As Rich scrolled through Brett Atkinson’s journal, I continued my study of the drawings on the wall. One of them nailed me as if I, too, were pinned to the corkboard. The drawing depicted a middle-aged man and woman, arms around each other’s waist, but their faces were flat, expressionless. A caption was written beneath the drawing.

I recognized the handwriting.

It was the same as the printing we’d seen on the title pages of the books left at the houses of the arson victims.

“Requiescat in leguminibus,” I said, sounding out the syllables. “Rest in what?”

Rich wasn’t listening to me.

“This map on Atkinson’s computer,” he said. “He’s starred San Francisco, Palo Alto, Monterey. Unreal. Look at this! Photos of the houses they burned down. This is evidence, Lindsay. This is frickin’ evidence.”

It was.

I peered over Conklin’s shoulders as he opened Web pages, scanned research on each of the victim couples, including the names of their kids and the dates of the fires. Long minutes went by before I remembered the peculiar drawing pinned to the corkboard and was able to grab Rich’s attention.
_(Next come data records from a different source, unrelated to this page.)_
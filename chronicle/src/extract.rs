use chrono::{DateTime, Utc};
use serde_json::Map;

use crate::types::{stringify_complex, ExtractedRecord, ValidEvent, CDC_SOURCE_TAG};

/// The only non-determinism in extraction is the ingestion timestamp, so
/// the clock is injected and tests supply a fixed one.
pub trait Clock: Send + Sync {
    fn now(&self) -> DateTime<Utc>;
}

pub struct SystemClock;

impl Clock for SystemClock {
    fn now(&self) -> DateTime<Utc> {
        Utc::now()
    }
}

/// Fixed clock for tests and replays.
pub struct FixedClock(pub DateTime<Utc>);

impl Clock for FixedClock {
    fn now(&self) -> DateTime<Utc> {
        self.0
    }
}

/// Derive the flat row for the raw table from a validated event: the
/// relevant snapshot with complex values stringified, plus ingestion
/// metadata and the CDC trace fields.
pub fn extract_record(valid: &ValidEvent, clock: &dyn Clock) -> ExtractedRecord {
    let snapshot = valid
        .event
        .relevant_snapshot(valid.event_type)
        .cloned()
        .unwrap_or_default();

    let mut fields = Map::with_capacity(snapshot.len());
    for (key, value) in snapshot {
        fields.insert(key, stringify_complex(value));
    }

    ExtractedRecord {
        object_type: valid.event.object_type.clone(),
        record_id: valid.event.record_id.clone(),
        fields,
        ingestion_timestamp: clock.now(),
        source: CDC_SOURCE_TAG.to_string(),
        cdc_event_id: valid.event.event_id.clone(),
        cdc_event_type: valid.event_type,
        cdc_event_timestamp: valid.timestamp,
    }
}
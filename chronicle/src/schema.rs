use std::collections::HashMap;
use std::sync::LazyLock;

use regex::Regex;
use serde_json::Value;

// Salesforce record IDs: 15 or 18 alphanumeric characters
static SALESFORCE_ID_PATTERN: LazyLock<Regex> =
    LazyLock::new(|| Regex::new(r"^[a-zA-Z0-9]{15,18}$").unwrap());

#[derive(Clone, Copy, Debug, Eq, PartialEq)]
pub enum FieldType {
    String,
    Numeric,
    Boolean,
    Timestamp,
    Json,
}

impl FieldType {
    /// Nulls are judged by the required-field rule, not here.
    pub fn matches(&self, value: &Value) -> bool {
        match self {
            FieldType::String => value.is_string() || value.is_null(),
            FieldType::Numeric => value.is_number() || value.is_null(),
            FieldType::Boolean => value.is_boolean() || value.is_null(),
            // Timestamps arrive as ISO strings; format is checked separately
            FieldType::Timestamp => value.is_string() || value.is_null(),
            FieldType::Json => value.is_object() || value.is_string() || value.is_null(),
        }
    }

    pub fn name(&self) -> &'static str {
        match self {
            FieldType::String => "string",
            FieldType::Numeric => "numeric",
            FieldType::Boolean => "boolean",
            FieldType::Timestamp => "timestamp",
            FieldType::Json => "json",
        }
    }
}

/// Validation descriptor for one object type. Everything the validator
/// and extractor need to know about an entity kind lives here, so adding
/// an object type means adding a descriptor, not another branch.
#[derive(Clone, Debug)]
pub struct ObjectSchema {
    pub name: String,
    pub required_fields: Vec<&'static str>,
    pub field_types: HashMap<&'static str, FieldType>,
    pub foreign_keys: Vec<&'static str>,
}

/// Registry mapping object-type tag to its schema descriptor.
pub struct SchemaRegistry {
    schemas: HashMap<String, ObjectSchema>,
}

impl SchemaRegistry {
    /// The object types the platform ingests today.
    pub fn with_defaults() -> Self {
        let mut schemas = HashMap::new();

        schemas.insert(
            "Account".to_string(),
            ObjectSchema {
                name: "Account".to_string(),
                required_fields: vec!["id", "name", "created_date", "last_modified_date"],
                field_types: HashMap::from([
                    ("id", FieldType::String),
                    ("name", FieldType::String),
                    ("type", FieldType::String),
                    ("industry", FieldType::String),
                    ("annual_revenue", FieldType::Numeric),
                    ("phone", FieldType::String),
                    ("website", FieldType::String),
                    ("billing_address", FieldType::Json),
                    ("shipping_address", FieldType::Json),
                    ("created_date", FieldType::Timestamp),
                    ("last_modified_date", FieldType::Timestamp),
                ]),
                foreign_keys: vec![],
            },
        );

        schemas.insert(
            "Contact".to_string(),
            ObjectSchema {
                name: "Contact".to_string(),
                required_fields: vec![
                    "id",
                    "first_name",
                    "last_name",
                    "created_date",
                    "last_modified_date",
                ],
                field_types: HashMap::from([
                    ("id", FieldType::String),
                    ("account_id", FieldType::String),
                    ("first_name", FieldType::String),
                    ("last_name", FieldType::String),
                    ("email", FieldType::String),
                    ("phone", FieldType::String),
                    ("title", FieldType::String),
                    ("created_date", FieldType::Timestamp),
                    ("last_modified_date", FieldType::Timestamp),
                ]),
                foreign_keys: vec!["account_id"],
            },
        );

        schemas.insert(
            "Opportunity".to_string(),
            ObjectSchema {
                name: "Opportunity".to_string(),
                required_fields: vec![
                    "id",
                    "name",
                    "stage_name",
                    "created_date",
                    "last_modified_date",
                ],
                field_types: HashMap::from([
                    ("id", FieldType::String),
                    ("account_id", FieldType::String),
                    ("name", FieldType::String),
                    ("stage_name", FieldType::String),
                    ("amount", FieldType::Numeric),
                    ("probability", FieldType::Numeric),
                    ("close_date", FieldType::Timestamp),
                    ("is_won", FieldType::Boolean),
                    ("is_closed", FieldType::Boolean),
                    ("created_date", FieldType::Timestamp),
                    ("last_modified_date", FieldType::Timestamp),
                ]),
                foreign_keys: vec!["account_id"],
            },
        );

        schemas.insert(
            "Case".to_string(),
            ObjectSchema {
                name: "Case".to_string(),
                required_fields: vec![
                    "id",
                    "subject",
                    "status",
                    "created_date",
                    "last_modified_date",
                ],
                field_types: HashMap::from([
                    ("id", FieldType::String),
                    ("account_id", FieldType::String),
                    ("contact_id", FieldType::String),
                    ("subject", FieldType::String),
                    ("description", FieldType::String),
                    ("status", FieldType::String),
                    ("origin", FieldType::String),
                    ("priority", FieldType::String),
                    ("is_escalated", FieldType::Boolean),
                    ("is_closed", FieldType::Boolean),
                    ("created_date", FieldType::Timestamp),
                    ("last_modified_date", FieldType::Timestamp),
                ]),
                foreign_keys: vec!["account_id", "contact_id"],
            },
        );

        Self { schemas }
    }

    pub fn get(&self, object_type: &str) -> Option<&ObjectSchema> {
        self.schemas.get(object_type)
    }

    pub fn contains(&self, object_type: &str) -> bool {
        self.schemas.contains_key(object_type)
    }

    pub fn object_types(&self) -> impl Iterator<Item = &str> {
        self.schemas.keys().map(|k| k.as_str())
    }

    pub fn id_pattern(&self) -> &Regex {
        &SALESFORCE_ID_PATTERN
    }
}
use thiserror::Error;

use crate::types::CdcEvent;

#[derive(Debug, Error)]
pub enum ParseError {
    #[error("undecodable payload: {0}")]
    Json(#[from] serde_json::Error),
}

/// Decode a raw message payload into a structured CDC event.
///
/// Malformed payloads will never become valid, so callers dead-letter
/// them with the original bytes instead of retrying. Semantic checks
/// (enum membership, timestamps, schemas) belong to the validator.
pub fn parse_event(payload: &[u8]) -> Result<CdcEvent, ParseError> {
    Ok(serde_json::from_slice(payload)?)
}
“Requiescat in leguminibus,” I said again.

Rich came over to the wall and looked at the drawing of a couple who might be the Atkinsons. He read the caption.

“Leguminibus,” Rich said. “Means legumes, I think. Aren’t they a kind of vegetable? Like beans and peas?”

“Peas?” I yelled. “Jesus Christ! Jesus Christ!”

“What?” Conklin asked me. “What is it?”

I hollered out to Jacobi, who was working the rest of the house with the sheriff’s department. With Conklin and Jacobi behind me, I found the stairs to the basement. The freezer was of the trunk variety, extra large.

I opened the lid and cool air puffed out.

“Requiescat in leguminibus,” I said. “Rest in peas.”

I started moving the bags of frozen vegetables aside until I saw a woman’s face.

“This freezer is deep enough for two,” Jacobi muttered.

I said, “Uh-huh,” and stopped digging.

From her approximate age, I was pretty sure I was looking at Moira Atkinson, dressed in her finest, frozen to death.

Chapter 122

I WAS WEARING my new blue uniform, and I’d washed my hair thirteen times and once more for good luck when I walked into the autopsy suite the next day. Claire was standing at the top of a six-foot ladder, her Minolta focused down on Mieke Vetter’s decapitated and naked body. Claire looked huge and wobbly up there.

“Can’t someone else do that?” I asked her.

“I’m done,” she said. She climbed down the ladder, one ponderous step at a time.

I gestured to the woman on the table. “I can save you some time,” I said to Claire. “I happen to know this victim’s cause and manner of death.”

“You know, Lindsay, I still have to do this for evidentiary purposes.”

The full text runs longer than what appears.